_About this exercise:_ Write out, word for word, every line from the one where "#[derive(Deserialize, Serialize, Debug, Clone)]" occurs to the final line of the entries, and nothing beyond them.

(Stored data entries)
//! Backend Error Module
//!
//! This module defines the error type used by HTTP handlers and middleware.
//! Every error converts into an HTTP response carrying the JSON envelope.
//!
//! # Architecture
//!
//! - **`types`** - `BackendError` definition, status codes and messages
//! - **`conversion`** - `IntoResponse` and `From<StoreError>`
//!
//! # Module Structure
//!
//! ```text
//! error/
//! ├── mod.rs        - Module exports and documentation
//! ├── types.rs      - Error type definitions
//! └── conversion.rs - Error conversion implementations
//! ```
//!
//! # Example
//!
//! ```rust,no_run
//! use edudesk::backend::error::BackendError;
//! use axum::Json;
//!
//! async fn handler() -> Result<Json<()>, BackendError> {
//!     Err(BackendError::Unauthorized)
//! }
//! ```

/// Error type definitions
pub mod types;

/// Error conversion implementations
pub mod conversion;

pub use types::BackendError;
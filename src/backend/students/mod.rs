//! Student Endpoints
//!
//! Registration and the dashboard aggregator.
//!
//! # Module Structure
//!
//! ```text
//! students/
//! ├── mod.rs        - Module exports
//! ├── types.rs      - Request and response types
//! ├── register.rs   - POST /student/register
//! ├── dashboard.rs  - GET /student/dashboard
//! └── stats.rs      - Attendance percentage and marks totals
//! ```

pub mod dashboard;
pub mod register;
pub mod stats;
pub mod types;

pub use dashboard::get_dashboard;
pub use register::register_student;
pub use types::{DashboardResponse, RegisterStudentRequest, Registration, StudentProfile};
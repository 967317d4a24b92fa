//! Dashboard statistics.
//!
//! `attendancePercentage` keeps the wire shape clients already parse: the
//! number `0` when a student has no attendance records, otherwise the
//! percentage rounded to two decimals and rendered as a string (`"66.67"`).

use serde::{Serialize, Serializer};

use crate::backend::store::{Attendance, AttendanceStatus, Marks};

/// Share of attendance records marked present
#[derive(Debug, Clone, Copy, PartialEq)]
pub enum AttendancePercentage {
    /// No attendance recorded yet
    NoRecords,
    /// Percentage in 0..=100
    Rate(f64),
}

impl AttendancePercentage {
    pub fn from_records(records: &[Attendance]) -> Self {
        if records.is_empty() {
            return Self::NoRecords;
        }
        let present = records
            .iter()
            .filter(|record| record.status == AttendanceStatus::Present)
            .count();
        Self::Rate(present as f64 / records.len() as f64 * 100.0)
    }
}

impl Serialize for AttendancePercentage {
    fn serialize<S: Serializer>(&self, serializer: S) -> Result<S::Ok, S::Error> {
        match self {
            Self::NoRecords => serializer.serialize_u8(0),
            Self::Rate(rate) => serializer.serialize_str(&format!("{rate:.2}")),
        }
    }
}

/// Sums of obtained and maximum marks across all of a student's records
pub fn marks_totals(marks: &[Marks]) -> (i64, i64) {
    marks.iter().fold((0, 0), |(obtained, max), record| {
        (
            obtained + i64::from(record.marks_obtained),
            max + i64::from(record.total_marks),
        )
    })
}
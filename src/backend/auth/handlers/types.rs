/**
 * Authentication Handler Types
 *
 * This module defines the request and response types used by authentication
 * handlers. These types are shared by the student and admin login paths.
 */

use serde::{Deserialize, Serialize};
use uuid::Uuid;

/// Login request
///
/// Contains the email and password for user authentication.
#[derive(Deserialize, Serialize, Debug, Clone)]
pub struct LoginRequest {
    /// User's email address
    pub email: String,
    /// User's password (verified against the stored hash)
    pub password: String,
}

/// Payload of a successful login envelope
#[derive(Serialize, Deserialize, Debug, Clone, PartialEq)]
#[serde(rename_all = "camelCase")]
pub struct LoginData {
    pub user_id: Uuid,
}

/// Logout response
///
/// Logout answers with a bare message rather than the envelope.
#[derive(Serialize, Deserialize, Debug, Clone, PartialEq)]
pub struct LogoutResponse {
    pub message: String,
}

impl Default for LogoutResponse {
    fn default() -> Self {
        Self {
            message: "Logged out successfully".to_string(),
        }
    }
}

_Answer to this exercise:_
#[derive(Deserialize, Serialize, Debug, Clone)]
pub struct LoginRequest {
    /// User's email address
    pub email: String,
    /// User's password (verified against the stored hash)
    pub password: String,
}

/// Payload of a successful login envelope
#[derive(Serialize, Deserialize, Debug, Clone, PartialEq)]
#[serde(rename_all = "camelCase")]
pub struct LoginData {
    pub user_id: Uuid,
}

/// Logout response
///
/// Logout answers with a bare message rather than the envelope.
#[derive(Serialize, Deserialize, Debug, Clone, PartialEq)]
pub struct LogoutResponse {
    pub message: String,
}

impl Default for LogoutResponse {
    fn default() -> Self {
        Self {
            message: "Logged out successfully".to_string(),
        }
    }
}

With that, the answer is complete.